The effect of Ca deprivation and of Ca-blocking drugs on oxytocin-induced contractions of the male mouse anococcygeus

Abstract

Oxytocin (4 nM)-induced contractions of the male mouse anococcygeus were rapidly and completely lost in EGTA (2 mM)-containing, Ca-free Krebs solution. Contractions were also lost, although more slowly, in Ca-free Krebs solution without EGTA; under such conditions, readdition of Ca did not by itself cause contraction, but readdition of Ca (0.1-2.5 mM) in the presence of 4 nM oxytocin resulted in a rapid contractile response.
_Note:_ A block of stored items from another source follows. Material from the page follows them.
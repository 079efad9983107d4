//! Operators realized by arithmetic placements and their template mapping.

pub mod ops;

use crate::config::Subcircuit;
use revm::bytecode::opcode;
use revm::primitives::U256;

#[derive(Clone, Copy, Debug, PartialEq, Eq, Hash)]
pub enum ArithOp {
  Add,
  Mul,
  Sub,
  Div,
  SDiv,
  Mod,
  SMod,
  AddMod,
  MulMod,
  Exp,
  SignExtend,
  Lt,
  Gt,
  SLt,
  SGt,
  Eq,
  IsZero,
  And,
  Or,
  Xor,
  Not,
  Byte,
  Shl,
  Shr,
  Sar,
  DecToBit,
  SubExpBatch,
  Accumulator,
  Poseidon,
  Poseidon2xCompress,
  JubjubExpBatch,
  EdDsaVerify,
  VerifyMerkleProof,
  VerifyMerkleProof2x,
  VerifyMerkleProof3x,
}

impl ArithOp {
  /// Operators sharing an ALU template, with their selector bit.
  const SELECTORS: [(ArithOp, Subcircuit, usize); 25] = [
    (ArithOp::Add, Subcircuit::Alu1, 1),
    (ArithOp::Mul, Subcircuit::Alu1, 2),
    (ArithOp::Sub, Subcircuit::Alu1, 3),
    (ArithOp::Exp, Subcircuit::Alu1, 10),
    (ArithOp::Eq, Subcircuit::Alu1, 20),
    (ArithOp::IsZero, Subcircuit::Alu1, 21),
    (ArithOp::Not, Subcircuit::Alu1, 25),
    (ArithOp::Div, Subcircuit::Alu2, 4),
    (ArithOp::SDiv, Subcircuit::Alu2, 5),
    (ArithOp::Mod, Subcircuit::Alu2, 6),
    (ArithOp::SMod, Subcircuit::Alu2, 7),
    (ArithOp::AddMod, Subcircuit::Alu2, 8),
    (ArithOp::MulMod, Subcircuit::Alu2, 9),
    (ArithOp::Shl, Subcircuit::Alu3, 27),
    (ArithOp::Shr, Subcircuit::Alu3, 28),
    (ArithOp::Sar, Subcircuit::Alu3, 29),
    (ArithOp::Lt, Subcircuit::Alu4, 16),
    (ArithOp::Gt, Subcircuit::Alu4, 17),
    (ArithOp::SLt, Subcircuit::Alu4, 18),
    (ArithOp::SGt, Subcircuit::Alu4, 19),
    (ArithOp::SignExtend, Subcircuit::Alu5, 11),
    (ArithOp::Byte, Subcircuit::Alu5, 26),
    (ArithOp::And, Subcircuit::And, 0),
    (ArithOp::Or, Subcircuit::Or, 0),
    (ArithOp::Xor, Subcircuit::Xor, 0),
  ];

  pub fn subcircuit(self) -> Subcircuit {
    match self {
      ArithOp::DecToBit => Subcircuit::DecToBit,
      ArithOp::SubExpBatch => Subcircuit::SubExpBatch,
      ArithOp::Accumulator => Subcircuit::Accumulator,
      ArithOp::Poseidon => Subcircuit::Poseidon,
      ArithOp::Poseidon2xCompress => Subcircuit::Poseidon2xCompress,
      ArithOp::JubjubExpBatch => Subcircuit::JubjubExpBatch,
      ArithOp::EdDsaVerify => Subcircuit::EdDsaVerify,
      ArithOp::VerifyMerkleProof => Subcircuit::VerifyMerkleProof,
      ArithOp::VerifyMerkleProof2x => Subcircuit::VerifyMerkleProof2x,
      ArithOp::VerifyMerkleProof3x => Subcircuit::VerifyMerkleProof3x,
      alu => Self::SELECTORS
        .iter()
        .find(|(op, _, _)| *op == alu)
        .map(|&(_, subcircuit, _)| subcircuit)
        .unwrap_or(Subcircuit::Alu1),
    }
  }

  /// Static selector prepended to the inputs of ALU placements.
  pub fn selector(self) -> Option<U256> {
    Self::SELECTORS
      .iter()
      .find(|(op, subcircuit, _)| *op == self && subcircuit.name().starts_with("ALU"))
      .map(|&(_, _, bit)| U256::from(1u64) << bit)
  }

  /// Inverse of [`ArithOp::selector`] for one ALU template.
  pub fn from_selector(subcircuit: Subcircuit, selector: U256) -> Option<Self> {
    Self::SELECTORS
      .iter()
      .find(|&&(_, sc, bit)| sc == subcircuit && selector == U256::from(1u64) << bit)
      .map(|&(op, _, _)| op)
  }

  /// ALU3 and ALU5 take a shift or byte index as first operand and reject
  /// anything above 255.
  pub fn has_byte_sized_first_operand(self) -> bool {
    matches!(self.subcircuit(), Subcircuit::Alu3 | Subcircuit::Alu5)
  }

  pub fn from_opcode(op: u8) -> Option<Self> {
    Some(match op {
      opcode::ADD => ArithOp::Add,
      opcode::MUL => ArithOp::Mul,
      opcode::SUB => ArithOp::Sub,
      opcode::DIV => ArithOp::Div,
      opcode::SDIV => ArithOp::SDiv,
      opcode::MOD => ArithOp::Mod,
      opcode::SMOD => ArithOp::SMod,
      opcode::ADDMOD => ArithOp::AddMod,
      opcode::MULMOD => ArithOp::MulMod,
      opcode::EXP => ArithOp::Exp,
      opcode::SIGNEXTEND => ArithOp::SignExtend,
      opcode::LT => ArithOp::Lt,
      opcode::GT => ArithOp::Gt,
      opcode::SLT => ArithOp::SLt,
      opcode::SGT => ArithOp::SGt,
      opcode::EQ => ArithOp::Eq,
      opcode::ISZERO => ArithOp::IsZero,
      opcode::AND => ArithOp::And,
      opcode::OR => ArithOp::Or,
      opcode::XOR => ArithOp::Xor,
      opcode::NOT => ArithOp::Not,
      opcode::BYTE => ArithOp::Byte,
      opcode::SHL => ArithOp::Shl,
      opcode::SHR => ArithOp::Shr,
      opcode::SAR => ArithOp::Sar,
      _ => return None,
    })
  }

  /// Usage label recorded on placements.
  pub fn usage(self) -> &'static str {
    match self {
      ArithOp::Add => "ADD",
      ArithOp::Mul => "MUL",
      ArithOp::Sub => "SUB",
      ArithOp::Div => "DIV",
      ArithOp::SDiv => "SDIV",
      ArithOp::Mod => "MOD",
      ArithOp::SMod => "SMOD",
      ArithOp::AddMod => "ADDMOD",
      ArithOp::MulMod => "MULMOD",
      ArithOp::Exp => "EXP",
      ArithOp::SignExtend => "SIGNEXTEND",
      ArithOp::Lt => "LT",
      ArithOp::Gt => "GT",
      ArithOp::SLt => "SLT",
      ArithOp::SGt => "SGT",
      ArithOp::Eq => "EQ",
      ArithOp::IsZero => "ISZERO",
      ArithOp::And => "AND",
      ArithOp::Or => "OR",
      ArithOp::Xor => "XOR",
      ArithOp::Not => "NOT",
      ArithOp::Byte => "BYTE",
      ArithOp::Shl => "SHL",
      ArithOp::Shr => "SHR",
      ArithOp::Sar => "SAR",
      ArithOp::DecToBit => "DecToBit",
      ArithOp::SubExpBatch => "SubExpBatch",
      ArithOp::Accumulator => "Accumulator",
      ArithOp::Poseidon => "Poseidon",
      ArithOp::Poseidon2xCompress => "Poseidon2xCompress",
      ArithOp::JubjubExpBatch => "JubjubExpBatch",
      ArithOp::EdDsaVerify => "EdDsaVerify",
      ArithOp::VerifyMerkleProof => "VerifyMerkleProof",
      ArithOp::VerifyMerkleProof2x => "VerifyMerkleProof2x",
      ArithOp::VerifyMerkleProof3x => "VerifyMerkleProof3x",
    }
  }

  /// Bit width of every output wire.
  pub fn output_bit_size(self) -> usize {
    match self {
      ArithOp::DecToBit => 1,
      ArithOp::Poseidon | ArithOp::Poseidon2xCompress | ArithOp::JubjubExpBatch => 255,
      _ => 256,
    }
  }

  /// Number of chained tree levels checked by a Merkle verification operator.
  pub fn merkle_levels(self) -> Option<usize> {
    match self {
      ArithOp::VerifyMerkleProof => Some(1),
      ArithOp::VerifyMerkleProof2x => Some(2),
      ArithOp::VerifyMerkleProof3x => Some(3),
      _ => None,
    }
  }

  pub fn merkle_for_levels(levels: usize) -> Option<Self> {
    match levels {
      1 => Some(ArithOp::VerifyMerkleProof),
      2 => Some(ArithOp::VerifyMerkleProof2x),
      3 => Some(ArithOp::VerifyMerkleProof3x),
      _ => None,
    }
  }
}

#[cfg(test)]
mod tests {
  use super::*;

  #[test]
  fn test_alu_selectors() {
    assert_eq!(ArithOp::Add.subcircuit(), Subcircuit::Alu1);
    assert_eq!(ArithOp::Add.selector(), Some(U256::from(2u64)));
    assert_eq!(ArithOp::MulMod.subcircuit(), Subcircuit::Alu2);
    assert_eq!(ArithOp::Sar.selector(), Some(U256::from(1u64) << 29));
    assert_eq!(ArithOp::Byte.subcircuit(), Subcircuit::Alu5);
    assert_eq!(ArithOp::And.selector(), None);
    assert_eq!(ArithOp::Poseidon.selector(), None);
  }

  #[test]
  fn test_selector_round_trip() {
    for &(op, subcircuit, _) in &ArithOp::SELECTORS {
      if let Some(selector) = op.selector() {
        assert_eq!(ArithOp::from_selector(subcircuit, selector), Some(op));
      }
    }
    assert_eq!(ArithOp::from_selector(Subcircuit::Alu2, U256::from(2u64)), None);
  }

  #[test]
  fn test_opcode_mapping() {
    assert_eq!(ArithOp::from_opcode(opcode::SHR), Some(ArithOp::Shr));
    assert_eq!(ArithOp::from_opcode(opcode::KECCAK256), None);
    assert!(ArithOp::Shl.has_byte_sized_first_operand());
    assert!(!ArithOp::Add.has_byte_sized_first_operand());
  }
}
These Ca-induced responses, in the presence of oxytocin, and those to oxytocin in normal Ca-containing Krebs solution, were unaffected by nitrendipine (0.01-1 microM). Contractions to oxytocin were completely blocked by the calmodulin antagonists trifluoperazine (50 microM) and W-7 (75 microM). It is concluded that oxytocin-induced contraction of the mouse anococcygeus does not require opening of nitrendipine-sensitive Ca channels, and there is no Ca-independent component of the contractile response; the cellular mechanisms linked to the oxytocin receptor in the anococcygeus are therefore different from those in the uterus.